Tables 1 through 6 address the contention that human scorers tend to not differentiate among analytic traits well. It should be noted that in these tables, the terms “Scorer 1” and “Scorer 2” actually refer to the first scoring and the second scoring. There were many more than two scorers working on the project, and scorers were randomly assigned essays to score. During the course of double scoring, a particular scorer was paired with many different scorers and was sometimes a first reader, and sometimes a second reader of essays. Scorer 1 scores were used in analyses in which single scoring was of interest.

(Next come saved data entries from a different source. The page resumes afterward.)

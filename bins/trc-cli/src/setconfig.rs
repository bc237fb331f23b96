//! Typed parsing of `setconfig` values.
//!
//! Known options have a fixed target type. Anything else is read as a
//! literal: integer, decimal, boolean, null, quoted string or a list of
//! quoted strings, falling back to the raw text.

use anyhow::{bail, Context, Result};
use serde::Serialize;

/// A normalized configuration value.
#[derive(Debug, Clone, PartialEq, Serialize)]
#[serde(untagged)]
pub enum ConfigValue {
    Null,
    Bool(bool),
    Int(i64),
    Decimal(f64),
    Str(String),
    List(Vec<String>),
}

#[derive(Debug, Clone, Copy, PartialEq, Eq)]
enum OptionKind {
    Integer,
    /// Credentials are stored exactly as typed.
    Verbatim,
    Boolean,
    StringList,
}

const KNOWN_OPTIONS: &[(&str, OptionKind)] = &[
    ("rpcport", OptionKind::Integer),
    ("rpcuser", OptionKind::Verbatim),
    ("rpcpassword", OptionKind::Verbatim),
    ("rpchost", OptionKind::Verbatim),
    ("url_rewrite", OptionKind::StringList),
    ("show_console_tab", OptionKind::Boolean),
    ("auto_connect", OptionKind::Boolean),
    ("oneserver", OptionKind::Boolean),
    ("use_change", OptionKind::Boolean),
    ("gap_limit", OptionKind::Integer),
];

fn option_kind(key: &str) -> Option<OptionKind> {
    KNOWN_OPTIONS
        .iter()
        .find(|(name, _)| *name == key)
        .map(|(_, kind)| *kind)
}

/// Convert the raw command-line text for `key` into a typed value.
pub fn normalize_value(key: &str, raw: &str) -> Result<ConfigValue> {
    match option_kind(key) {
        Some(OptionKind::Verbatim) => Ok(ConfigValue::Str(raw.to_string())),
        Some(OptionKind::Boolean) => Ok(ConfigValue::Bool(eval_bool(raw))),
        Some(OptionKind::Integer) => match parse_literal(raw) {
            ConfigValue::Int(n) => Ok(ConfigValue::Int(n)),
            _ => bail!("{key} expects an integer, got {raw:?}"),
        },
        Some(OptionKind::StringList) => {
            let list = parse_list(raw.trim())
                .with_context(|| format!("{key} expects a list of quoted strings"))?;
            Ok(ConfigValue::List(list))
        }
        None => Ok(parse_literal(raw)),
    }
}

/// Loose boolean: `true`/`false` in either case convention, numbers by
/// non-zero, strings and lists by non-emptiness.
pub fn eval_bool(raw: &str) -> bool {
    match parse_literal(raw) {
        ConfigValue::Null => false,
        ConfigValue::Bool(b) => b,
        ConfigValue::Int(n) => n != 0,
        ConfigValue::Decimal(f) => f != 0.0,
        ConfigValue::Str(s) => !s.is_empty(),
        ConfigValue::List(l) => !l.is_empty(),
    }
}

fn parse_literal(raw: &str) -> ConfigValue {
    let t = raw.trim();
    match t {
        "true" | "True" => return ConfigValue::Bool(true),
        "false" | "False" => return ConfigValue::Bool(false),
        "null" | "None" => return ConfigValue::Null,
        _ => {}
    }
    if let Ok(n) = t.parse::<i64>() {
        return ConfigValue::Int(n);
    }
    if looks_numeric(t) {
        if let Ok(f) = t.parse::<f64>() {
            return ConfigValue::Decimal(f);
        }
    }
    if let Some(inner) = unquote(t) {
        return ConfigValue::Str(inner.to_string());
    }
    if t.starts_with('[') {
        if let Ok(list) = parse_list(t) {
            return ConfigValue::List(list);
        }
    }
    ConfigValue::Str(t.to_string())
}

/// Digits with an optional sign, point and exponent; rejects `inf`/`nan`.
fn looks_numeric(t: &str) -> bool {
    !t.is_empty()
        && t.chars().any(|c| c.is_ascii_digit())
        && t.chars()
            .all(|c| c.is_ascii_digit() || matches!(c, '.' | '-' | '+' | 'e' | 'E'))
}

fn unquote(t: &str) -> Option<&str> {
    let first = t.chars().next()?;
    if (first == '\'' || first == '"') && t.len() >= 2 && t.ends_with(first) {
        Some(&t[1..t.len() - 1])
    } else {
        None
    }
}

/// Parse `['a', "b"]`.
fn parse_list(t: &str) -> Result<Vec<String>> {
    let inner = t
        .strip_prefix('[')
        .and_then(|s| s.strip_suffix(']'))
        .context("list must be enclosed in brackets")?;
    let mut items = Vec::new();
    let mut chars = inner.chars().peekable();
    loop {
        while chars.peek().is_some_and(|c| c.is_whitespace()) {
            chars.next();
        }
        let Some(quote) = chars.next() else {
            return Ok(items);
        };
        if quote != '\'' && quote != '"' {
            bail!("list items must be quoted strings");
        }
        let mut item = String::new();
        loop {
            match chars.next() {
                Some(c) if c == quote => break,
                Some(c) => item.push(c),
                None => bail!("unterminated string in list"),
            }
        }
        items.push(item);
        while chars.peek().is_some_and(|c| c.is_whitespace()) {
            chars.next();
        }
        match chars.next() {
            None => return Ok(items),
            Some(',') => {}
            Some(c) => bail!("unexpected {c:?} in list"),
        }
    }
}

The correlations in Tables 1 and 2 are average intercorrelations among the analytic traits. These correlations are extremely high for human scorers as compared to those for the automated scoring systems. Some researchers have argued that such high correlations between two measures have two explanations: either one measure is a direct cause of the other, or the two measures are really measures of the same thing. This logic supports the notion that the human scorers cannot easily separate the analytic traits in their minds as they are scoring. The correlations among analytic traits from automated scoring are much more reasonable for variables that should be correlated, but that are truly independent of one another. Clearly, the factors the computer scoring considers are different from one another. Even though writing experts do not consider these factors ideal measures of the traits named, they are good, correlated proxies that are easily “counted” or evaluated by computers. For example, vocabulary level is a basis for e-rater®’s word choice, and essay length contributes to analytic traits scored by various computer systems.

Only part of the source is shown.